Cirrhosis is a severe form of liver scarring that may increase your risk of complications and dying.
There’s no cure for cirrhosis, but a doctor may recommend a liver transplant surgery if you have decompensated cirrhosis, which is when your liver is no longer functioning. This is the traditional surgery for cirrhosis.
During a liver transplant, a team of healthcare professionals will replace your liver with the healthy liver of a donor. After the surgery, you’ll no longer have a liver with cirrhosis in your body.
Recent research suggests that other types of surgery may help manage cirrhosis or even reverse some of the damage.
For instance, a 2019 study in 62 people with cirrhosis and portal hypertension found that a splenectomy may help reverse the damage of cirrhosis over time. This is a surgery that involves taking out your spleen.
Despite these findings, splenectomy isn’t considered a common treatment for cirrhosis. More research is needed to fully understand its possible role in cirrhosis management.
People living with cirrhosis are three times more likely to develop complications before, during, or after any type of surgery than people without the liver condition.

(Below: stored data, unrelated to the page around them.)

//! Compressed input handed to the hardware codec.

/// One compressed video access unit from the demuxer.
///
/// Timestamps are in microseconds; `None` means the container did not
/// provide one.
#[derive(Clone, Debug, Default, PartialEq, Eq)]
pub struct VideoPacket {
    pub data: Vec<u8>,
    pub pts: Option<i64>,
    pub dts: Option<i64>,
}

impl VideoPacket {
    pub fn new(data: Vec<u8>, pts: Option<i64>, dts: Option<i64>) -> Self {
        Self { data, pts, dts }
    }

    pub fn len(&self) -> usize {
        self.data.len()
    }

    pub fn is_empty(&self) -> bool {
        self.data.is_empty()
    }
}
//! Parsing and formatting of Rockchip HDMI mode strings.
//!
//! The HDMI driver lists modes as `<w>x<h><p|i>-<refresh>`, e.g.
//! `1920x1080p-60`, sometimes with a marker prefix (`* `) for the active
//! mode or a colour-format suffix (`(YCbCr420)`). The `3dmode` node holds
//! one `<mode>,<bitmask>` line per 3D-capable mode plus `cur3dmode=<n>`.

use rk_common::{Display3dMode, ResolutionInfo};

/// Subtitle baseline as a fraction of the screen height.
const SUBTITLE_LINE: f32 = 0.965;

/// Parse one mode string. Returns `None` for anything that is not a mode.
pub fn sys_mode_to_resolution(mode: &str) -> Option<ResolutionInfo> {
    let first = mode.chars().next()?;
    let body: String = if first.is_ascii_digit() {
        mode.to_string()
    } else {
        mode.chars().skip(2).collect()
    };
    let body = body.trim();

    let (width, height, interlaced, refresh) = (0..body.len())
        .filter(|&i| body.is_char_boundary(i))
        .find_map(|i| parse_mode_at(&body[i..]))?;
    if width == 0 || height == 0 {
        return None;
    }

    let refresh_rate = refresh as f32;
    Some(ResolutionInfo {
        width,
        height,
        screen_width: width,
        screen_height: height,
        refresh_rate,
        interlaced,
        mode_3d: None,
        subtitle_line: subtitle_line(height),
        label: format!(
            "{width}x{height} @ {refresh_rate:.2}{} - Full Screen",
            if interlaced { "i" } else { "" }
        ),
        id: mode.to_string(),
    })
}

/// `<w>x<h><p|i>-<r>` at the start of `s`; trailing text is ignored.
fn parse_mode_at(s: &str) -> Option<(u32, u32, bool, u32)> {
    let (width, rest) = take_number(s)?;
    let rest = rest.strip_prefix('x')?;
    let (height, rest) = take_number(rest)?;
    let (interlaced, rest) = match rest.as_bytes().first()? {
        b'p' => (false, &rest[1..]),
        b'i' => (true, &rest[1..]),
        _ => return None,
    };
    let rest = rest.strip_prefix('-')?;
    let (refresh, _) = take_number(rest)?;
    Some((width, height, interlaced, refresh))
}

fn take_number(s: &str) -> Option<(u32, &str)> {
    let end = s.find(|c: char| !c.is_ascii_digit()).unwrap_or(s.len());
    if end == 0 {
        return None;
    }
    let value = s[..end].parse().ok()?;
    Some((value, &s[end..]))
}

pub(crate) fn subtitle_line(height: u32) -> u32 {
    (SUBTITLE_LINE * height as f32) as u32
}

/// One line of the `3dmode` node.
#[derive(Clone, Debug, PartialEq, Eq)]
pub struct Capability3d {
    pub mode: String,
    pub bits: u32,
}

impl Capability3d {
    /// 3D structures advertised by this line, in probe order.
    pub fn modes(&self) -> Vec<Display3dMode> {
        [
            Display3dMode::FramePacking,
            Display3dMode::SideBySide,
            Display3dMode::TopBottom,
        ]
        .into_iter()
        .filter(|m| self.bits & m.capability_bit() != 0)
        .collect()
    }

    /// Whether this line describes `mode` (case-insensitive prefix match).
    pub fn applies_to(&self, mode: &str) -> bool {
        let mode = mode.trim();
        !mode.is_empty()
            && self
                .mode
                .get(..mode.len())
                .is_some_and(|prefix| prefix.eq_ignore_ascii_case(mode))
    }
}

/// Parse the capability lines of the `3dmode` node. Lines that are not
/// `<mode>,<integer>` are skipped.
pub fn parse_3d_capabilities(text: &str) -> Vec<Capability3d> {
    text.lines()
        .filter_map(|line| {
            let mut parts = line.trim().split(',');
            let mode = parts.next()?.trim();
            let bits = parts.next()?.trim().parse().ok()?;
            if parts.next().is_some() || mode.is_empty() {
                return None;
            }
            Some(Capability3d {
                mode: mode.to_string(),
                bits,
            })
        })
        .collect()
}

/// Value of `cur3dmode=<n>`, or `-1` when absent.
pub fn parse_current_3d_mode(text: &str) -> i32 {
    text.lines()
        .find_map(|line| line.trim().strip_prefix("cur3dmode="))
        .and_then(|v| v.trim().parse().ok())
        .unwrap_or(-1)
}

/// The HDMI mode string used for a requested output resolution.
///
/// Unknown refresh rates fall back to the 60 Hz table; unknown widths fall
/// back to 1080p. 2160p at 50/60 Hz needs 4:2:0 on HDMI 1.4 sinks, which
/// `ycbcr420` selects.
pub fn native_mode_string(res: &ResolutionInfo, ycbcr420: bool) -> String {
    let refresh = (res.refresh_rate * 10.0) as i32;
    let width = res.screen_width;
    let uhd = |w: u32, r: u32| {
        if ycbcr420 {
            format!("{w}x2160p-{r}(YCbCr420)")
        } else {
            format!("{w}x2160p-{r}")
        }
    };

    match refresh {
        500 => match width {
            1280 => "1280x720p-50".to_string(),
            1920 if res.interlaced => "1920x1080i-50".to_string(),
            1920 => "1920x1080p-50".to_string(),
            3840 | 4096 => uhd(width, 50),
            _ => "1920x1080p-60".to_string(),
        },
        300 | 250 | 240 => {
            let r = refresh / 10;
            match width {
                3840 | 4096 => format!("{width}x2160p-{r}"),
                _ => format!("1920x1080p-{r}"),
            }
        }
        _ => match width {
            1280 => "1280x720p-60".to_string(),
            1920 if res.interlaced => "1920x1080i-60".to_string(),
            1920 => "1920x1080p-60".to_string(),
            3840 | 4096 => uhd(width, 60),
            _ => "1920x1080p-60".to_string(),
        },
    }
}

#[cfg(test)]
mod tests {
    use super::*;

    #[test]
    fn parses_progressive_mode() {
        let res = sys_mode_to_resolution("1920x1080p-60").unwrap();
        assert_eq!((res.width, res.height), (1920, 1080));
        assert_eq!(res.refresh_rate, 60.0);
        assert!(!res.interlaced);
        assert_eq!(res.subtitle_line, 1042);
        assert_eq!(res.label, "1920x1080 @ 60.00 - Full Screen");
        assert_eq!(res.id, "1920x1080p-60");
    }

    #[test]
    fn parses_interlaced_with_prefix_and_suffix() {
        let res = sys_mode_to_resolution("* 1920x1080i-50").unwrap();
        assert!(res.interlaced);
        assert_eq!(res.refresh_rate, 50.0);
        assert_eq!(res.label, "1920x1080 @ 50.00i - Full Screen");

        let uhd = sys_mode_to_resolution("3840x2160p-60(YCbCr420)").unwrap();
        assert_eq!((uhd.width, uhd.refresh_rate), (3840, 60.0));
        assert_eq!(uhd.id, "3840x2160p-60(YCbCr420)");
    }

    #[test]
    fn rejects_garbage() {
        assert!(sys_mode_to_resolution("bogus").is_none());
        assert!(sys_mode_to_resolution("").is_none());
        assert!(sys_mode_to_resolution("1920x1080-60").is_none());
        assert!(sys_mode_to_resolution("0x0p-60").is_none());
    }

    #[test]
    fn capability_lines() {
        let caps = parse_3d_capabilities(
            "1920x1080p-24,321\n1280x720p-60,65\ncur3dmode=-1\njunk\n1920x1080p-60,x\n",
        );
        assert_eq!(caps.len(), 2);
        assert_eq!(
            caps[0].modes(),
            vec![
                Display3dMode::FramePacking,
                Display3dMode::SideBySide,
                Display3dMode::TopBottom
            ]
        );
        assert_eq!(
            caps[1].modes(),
            vec![Display3dMode::FramePacking, Display3dMode::SideBySide]
        );
        assert!(caps[0].applies_to("1920X1080P-24"));
        assert!(!caps[0].applies_to("1280x720p-60"));
    }

    #[test]
    fn current_3d_mode_line() {
        assert_eq!(parse_current_3d_mode("1920x1080p-24,1\ncur3dmode=8\n"), 8);
        assert_eq!(parse_current_3d_mode("cur3dmode=-1"), -1);
        assert_eq!(parse_current_3d_mode("1920x1080p-24,1"), -1);
    }

    fn request(width: u32, refresh: f32, interlaced: bool) -> ResolutionInfo {
        ResolutionInfo {
            screen_width: width,
            refresh_rate: refresh,
            interlaced,
            ..Default::default()
        }
    }

    #[test]
    fn mode_table() {
        assert_eq!(native_mode_string(&request(1280, 60.0, false), true), "1280x720p-60");
        assert_eq!(native_mode_string(&request(1920, 50.0, true), true), "1920x1080i-50");
        assert_eq!(
            native_mode_string(&request(3840, 60.0, false), true),
            "3840x2160p-60(YCbCr420)"
        );
        assert_eq!(native_mode_string(&request(4096, 50.0, false), false), "4096x2160p-50");
        assert_eq!(native_mode_string(&request(3840, 24.0, false), true), "3840x2160p-24");
        assert_eq!(native_mode_string(&request(1280, 24.0, false), true), "1920x1080p-24");
        assert_eq!(native_mode_string(&request(1920, 23.976, false), true), "1920x1080p-60");
        assert_eq!(native_mode_string(&request(720, 50.0, false), true), "1920x1080p-60");
    }
}
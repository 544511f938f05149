//! Rockchip HDMI output control through sysfs.
//!
//! [`SysfsDisplay`] implements [`DisplayNegotiator`](rk_common::DisplayNegotiator)
//! for the decode coordinator: it reads and switches the output mode, the
//! HDMI 3D structure and the fractional refresh-rate preference.

pub mod mode;
pub mod sysfs;

pub use mode::{
    native_mode_string, parse_3d_capabilities, parse_current_3d_mode, sys_mode_to_resolution,
    Capability3d,
};
pub use sysfs::{DisplayConfig, SysfsDisplay, DISPLAY_CLASS_ROOT};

This may be due to several disease-related and surgery-related factors, including:
- older age
- cirrhosis severity
- malnutrition
- sarcopenia (muscle wasting)
- portal hypertension
- type of surgery
A healthcare professional will assess the risks before making any surgery recommendations to help prevent possible complications. These may include:
- slow wound healing
- slow muscle and physical recovery
- ascites (fluid buildup in the abdomen)
- increased risk of infection, blood clots, and hemorrhage
- increased risk of kidney or liver failure
Cirrhosis is a severe form of liver scarring that usually requires a combination of lifestyle changes and medications to help manage the condition.
If medical treatments don’t help, a doctor may recommend getting a liver transplant to increase your quality of life and life expectancy.